The only unfortunate thing is that it is telling us what most of us already know (and hence what to avoid). Of course, Corporate Monitor is "non-profit" and so we can't expect it to be giving FOC advice on what to profit from
I assume the end game for Singpost will be very similar to SPH and SMRT. But we wouldn't be expecting a bidding war for its single asset.

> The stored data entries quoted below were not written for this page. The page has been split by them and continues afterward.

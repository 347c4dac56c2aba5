use crate::error::FingerprintError;
use std::io::ErrorKind;
use std::path::{Path, PathBuf};
use std::process::{Command, Stdio};
use tracing::debug;

/// Default Chromaprint command line tool
pub const DEFAULT_FPCALC: &str = "fpcalc";

/// Acoustic fingerprint of one file
#[derive(Debug, Clone, PartialEq, Eq)]
pub struct Fingerprint {
    pub fingerprint: String,
    /// Track length in whole seconds
    pub duration: u32,
}

/// Produces a fingerprint for a single audio file
pub trait Fingerprinter: Send + Sync {
    fn fingerprint(&self, path: &Path) -> Result<Fingerprint, FingerprintError>;
}

/// Runs `fpcalc` once per file
#[derive(Debug, Clone)]
pub struct Fpcalc {
    program: PathBuf,
}

impl Fpcalc {
    pub fn new(program: impl Into<PathBuf>) -> Self {
        Self {
            program: program.into(),
        }
    }

    fn program_name(&self) -> String {
        self.program.display().to_string()
    }
}

impl Fingerprinter for Fpcalc {
    fn fingerprint(&self, path: &Path) -> Result<Fingerprint, FingerprintError> {
        debug!("Running {} on {}", self.program.display(), path.display());

        // The exit status is ignored, fpcalc still prints usable output for some damaged files
        let output = Command::new(&self.program)
            .arg(path)
            .stdin(Stdio::null())
            .stderr(Stdio::null())
            .output()
            .map_err(|e| match e.kind() {
                ErrorKind::NotFound | ErrorKind::PermissionDenied => {
                    FingerprintError::NotInstalled {
                        program: self.program_name(),
                    }
                }
                _ => FingerprintError::Io {
                    path: path.to_path_buf(),
                    source: e,
                },
            })?;

        let stdout = String::from_utf8_lossy(&output.stdout);
        parse_fpcalc_output(&stdout).ok_or_else(|| FingerprintError::Unparseable {
            program: self.program_name(),
            path: path.to_path_buf(),
        })
    }
}

/// Parse the line oriented `KEY=value` output of fpcalc.
///
/// Both `FINGERPRINT=` and a positive integer `DURATION=` must be present.
pub fn parse_fpcalc_output(output: &str) -> Option<Fingerprint> {
    let mut fingerprint = None;
    let mut duration = None;

    for line in output.lines() {
        let line = line.trim_end();
        if let Some(value) = line.strip_prefix("FINGERPRINT=") {
            fingerprint = Some(value.to_string());
        } else if let Some(value) = line.strip_prefix("DURATION=") {
            duration = value.trim().parse::<u32>().ok();
        }
    }

    match (fingerprint, duration) {
        (Some(fingerprint), Some(duration)) if !fingerprint.is_empty() && duration > 0 => {
            Some(Fingerprint {
                fingerprint,
                duration,
            })
        }
        _ => None,
    }
}
use crate::acoustid::AcousticIndex;
use crate::audio::{self, SkipReason};
use crate::error::FingerprintError;
use crate::fingerprint::Fingerprinter;
use crate::metadata::{OrderBy, RecordingMetadata};
use crate::musicbrainz::MetadataCatalog;
use crate::progress::{self, ProgressMessage};
use crate::utils::{escape_folder_name, UNSORTED};
use anyhow::{Context, Result};
use std::ffi::OsStr;
use std::fmt;
use std::fs::{self, File, FileTimes};
use std::io;
use std::path::{Path, PathBuf};
use tracing::{debug, error, warn};

pub const UNKNOWN_ARTIST: &str = "Unknown Artist";
pub const UNKNOWN_ALBUM: &str = "Unknown Album";
pub const UNKNOWN_YEAR: &str = "Unknown Year";
pub const UNKNOWN_SONG: &str = "Unknown Song";

/// Settings shared by every file of a run
#[derive(Debug, Clone)]
pub struct PlacementOptions {
    pub output_path: PathBuf,
    pub order_by: OrderBy,
    pub remove_origin: bool,
    pub dry_run: bool,
}

/// Where an identified file goes, relative to the output root
#[derive(Debug, Clone, PartialEq, Eq)]
pub struct Placement {
    pub folder: String,
    pub file_name: String,
}

/// Why a valid audio file was left where it was
#[derive(Debug, Clone, PartialEq, Eq)]
pub enum FailureReason {
    Fingerprint(String),
    AcousticLookup(String),
    NoAcousticResults,
    MetadataLookup { recording_id: String, message: String },
    Filesystem(String),
}

impl fmt::Display for FailureReason {
    fn fmt(&self, f: &mut fmt::Formatter<'_>) -> fmt::Result {
        match self {
            FailureReason::Fingerprint(e) => write!(f, "fingerprinting failed: {}", e),
            FailureReason::AcousticLookup(e) => write!(f, "AcoustID API Error: {}", e),
            FailureReason::NoAcousticResults => write!(f, "no AcoustID match"),
            FailureReason::MetadataLookup {
                recording_id,
                message,
            } => write!(
                f,
                "MusicBrainz API Error for recording ID {}: {}",
                recording_id, message
            ),
            FailureReason::Filesystem(e) => write!(f, "{}", e),
        }
    }
}

/// Terminal state of one candidate
#[derive(Debug, Clone, PartialEq, Eq)]
pub enum FileOutcome {
    Skipped(SkipReason),
    Failed(FailureReason),
    Unsorted { destination: PathBuf },
    Placed { destination: PathBuf },
}

/// Result of the two lookups for a fingerprinted file
#[derive(Debug)]
enum Identification {
    Identified(RecordingMetadata),
    Unsorted,
}

fn join_or(names: &[&str], separator: &str, fallback: &str) -> String {
    if names.is_empty() {
        fallback.to_string()
    } else {
        escape_folder_name(&names.join(separator))
    }
}

/// Top level folder for a recording under the given ordering
pub fn folder_name(order_by: OrderBy, recording: &RecordingMetadata) -> String {
    let folder = match order_by {
        OrderBy::Artist => join_or(&recording.artist_names(), "&", UNKNOWN_ARTIST),
        OrderBy::Album => join_or(&recording.release_titles(), "&", UNKNOWN_ALBUM),
        OrderBy::Year => join_or(&recording.release_years(), "&", UNKNOWN_YEAR),
    };

    // "." and ".." would resolve outside the folder level
    if folder == "." || folder == ".." {
        UNSORTED.to_string()
    } else {
        folder
    }
}

/// `<artists> - <title><.ext>`, sanitized as a whole
pub fn file_name(recording: &RecordingMetadata, source: &Path) -> String {
    let artists = recording.artist_names();
    let artists = if artists.is_empty() {
        UNKNOWN_ARTIST.to_string()
    } else {
        artists.join(", ")
    };
    let title = recording.title().unwrap_or(UNKNOWN_SONG);
    let extension = source
        .extension()
        .and_then(|e| e.to_str())
        .map(|e| format!(".{}", e))
        .unwrap_or_default();

    escape_folder_name(&format!("{} - {}{}", artists, title, extension))
}

pub fn placement_for(order_by: OrderBy, recording: &RecordingMetadata, source: &Path) -> Placement {
    Placement {
        folder: folder_name(order_by, recording),
        file_name: file_name(recording, source),
    }
}

/// Copy a file and carry its access and modification times and permissions over
///
/// Times are set on the still writable copy before the permissions, so a
/// read-only source still yields a copy with the original times.
pub fn copy_preserving_times(source: &Path, destination: &Path) -> Result<()> {
    let failed_copy = || {
        format!(
            "Failed to copy '{}' to '{}'",
            source.display(),
            destination.display()
        )
    };

    let mut reader = File::open(source).with_context(failed_copy)?;
    let metadata = reader
        .metadata()
        .with_context(|| format!("Failed to read metadata of '{}'", source.display()))?;
    let mut writer = File::create(destination).with_context(failed_copy)?;
    io::copy(&mut reader, &mut writer).with_context(failed_copy)?;

    let mut times = FileTimes::new();
    if let Ok(accessed) = metadata.accessed() {
        times = times.set_accessed(accessed);
    }
    if let Ok(modified) = metadata.modified() {
        times = times.set_modified(modified);
    }
    if let Err(e) = writer.set_times(times) {
        warn!(
            "Failed to preserve timestamps on '{}': {}",
            destination.display(),
            e
        );
    }

    writer
        .set_permissions(metadata.permissions())
        .with_context(|| format!("Failed to set permissions on '{}'", destination.display()))?;

    Ok(())
}

fn same_file(a: &Path, b: &Path) -> bool {
    match (fs::canonicalize(a), fs::canonicalize(b)) {
        (Ok(a), Ok(b)) => a == b,
        _ => false,
    }
}

/// Identifies one file at a time and copies it into the output tree
pub struct Organizer<F, A, M> {
    fingerprinter: F,
    index: A,
    catalog: M,
    options: PlacementOptions,
}

impl<F, A, M> Organizer<F, A, M>
where
    F: Fingerprinter,
    A: AcousticIndex,
    M: MetadataCatalog,
{
    pub fn new(fingerprinter: F, index: A, catalog: M, options: PlacementOptions) -> Self {
        Self {
            fingerprinter,
            index,
            catalog,
            options,
        }
    }

    /// Run one candidate through validation, identification and placement.
    ///
    /// Never panics on collaborator errors; every failure ends up in the outcome.
    pub fn process_file(&self, path: &Path) -> FileOutcome {
        if let Err(reason) = audio::validate_candidate(path) {
            match reason {
                // directories come through the walk too
                SkipReason::NotAFile => debug!("Skipping {}: {}", path.display(), reason),
                _ => progress::report(ProgressMessage::FileSkipped {
                    source: path.to_path_buf(),
                    reason,
                }),
            }
            return FileOutcome::Skipped(reason);
        }

        let identification = match self.identify(path) {
            Ok(identification) => identification,
            Err(reason) => {
                warn!("Error processing file {}: {}", path.display(), reason);
                return FileOutcome::Failed(reason);
            }
        };

        let placed = match identification {
            Identification::Identified(recording) => {
                let placement = placement_for(self.options.order_by, &recording, path);
                self.copy_into(path, &placement.folder, OsStr::new(&placement.file_name))
                    .map(|destination| {
                        progress::report(ProgressMessage::FilePlaced {
                            source: path.to_path_buf(),
                            destination: destination.clone(),
                            dry_run: self.options.dry_run,
                        });
                        FileOutcome::Placed { destination }
                    })
            }
            Identification::Unsorted => path
                .file_name()
                .ok_or_else(|| anyhow::anyhow!("File '{}' has no filename", path.display()))
                .and_then(|name| self.copy_into(path, UNSORTED, name))
                .map(|destination| {
                    progress::report(ProgressMessage::FileUnsorted {
                        source: path.to_path_buf(),
                        destination: destination.clone(),
                        dry_run: self.options.dry_run,
                    });
                    FileOutcome::Unsorted { destination }
                }),
        };

        match placed {
            Ok(outcome) => {
                if let FileOutcome::Placed { destination } | FileOutcome::Unsorted { destination } =
                    &outcome
                {
                    self.remove_origin(path, destination);
                }
                outcome
            }
            Err(e) => {
                error!("Error processing file {}: {:#}", path.display(), e);
                FileOutcome::Failed(FailureReason::Filesystem(format!("{:#}", e)))
            }
        }
    }

    fn identify(&self, path: &Path) -> Result<Identification, FailureReason> {
        let fingerprint = self.fingerprinter.fingerprint(path).map_err(|e| {
            if let FingerprintError::NotInstalled { .. } = e {
                error!("Error: {}", e);
            }
            FailureReason::Fingerprint(e.to_string())
        })?;

        let acoustic_match = self
            .index
            .lookup(&fingerprint)
            .map_err(|e| FailureReason::AcousticLookup(e.to_string()))?;

        if let Some(recording_id) = acoustic_match.first_recording_id() {
            return self
                .catalog
                .recording(recording_id)
                .map(Identification::Identified)
                .map_err(|e| FailureReason::MetadataLookup {
                    recording_id: recording_id.to_string(),
                    message: e.to_string(),
                });
        }

        if acoustic_match.is_empty() {
            Err(FailureReason::NoAcousticResults)
        } else {
            Ok(Identification::Unsorted)
        }
    }

    fn copy_into(&self, source: &Path, folder: &str, file_name: &OsStr) -> Result<PathBuf> {
        let folder_path = self.options.output_path.join(folder);
        let destination = folder_path.join(file_name);

        if self.options.dry_run {
            return Ok(destination);
        }

        fs::create_dir_all(&folder_path).with_context(|| {
            format!("Failed to create directory '{}'", folder_path.display())
        })?;

        // Skip if source and destination are the same
        if same_file(source, &destination) {
            return Ok(destination);
        }

        copy_preserving_times(source, &destination)?;
        Ok(destination)
    }

    fn remove_origin(&self, source: &Path, destination: &Path) {
        if !self.options.remove_origin || self.options.dry_run || same_file(source, destination) {
            return;
        }

        match fs::remove_file(source) {
            Ok(()) => progress::report(ProgressMessage::OriginRemoved {
                source: source.to_path_buf(),
            }),
            Err(e) => error!("Error deleting original file {}: {}", source.display(), e),
        }
    }
}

Singapore Post: Analysis of its Strategic Transformation and Governance 2024
Management of capital is one of the 5 strategic thrusts for SingPost, but it is here that the group has not fared well. Management has stated that the target return on equity (ROE) is in “the teens”. However, SingPost‘s ROE has been below that since 2017. Worse, SingPost didn’t even earn its cost of equity, which we conservatively estimate to be 9%. In the last 10 years, SingPost’s ROE only exceeded the cost of equity 3 times, and not since 2019. ROE fell to as low as 2% in 2023, and not much better in 2024, at 3.8% after stripping out the valuation gain (which is non-cash) of SPC. While reconstructing its reported ROE, we had also observed that SingPost had selected an approach that wholly excludes its perpetual securities, thus boosting the reported ROE. We would like SingPost’s management to articulate a more specific ROE target, and more importantly a road map and timeline to achieve that. Otherwise, talk of an ROE target in “the teens” rings hollow.
By not achieving ROE above its cost of equity, SingPost has been destroying shareholder value. Admittedly, this is largely due to the rapidly declining profitability of the Post & Parcel business, but management is ultimately responsible.
In conclusion, SingPost faces daunting strategic challenges that are inter-connected. The Post & Parcel business continues to be the root of SingPost’s problems. The Australian business is doing well but could not make up for the profit that Post & Parcel used to earn. There is no growth in the property business, which is non-core anyway. Finding growth is the biggest problem for the group. Without growth, balance sheet leverage will continue to be a problem and will expose SingPost to financial risks. Without growth, ROE will continue to be depressed. However, a leveraged balance sheet in turn constrains growth, as SingPost lacks the financial resources to fund the Australian business, which is the only one with realistic growth prospects.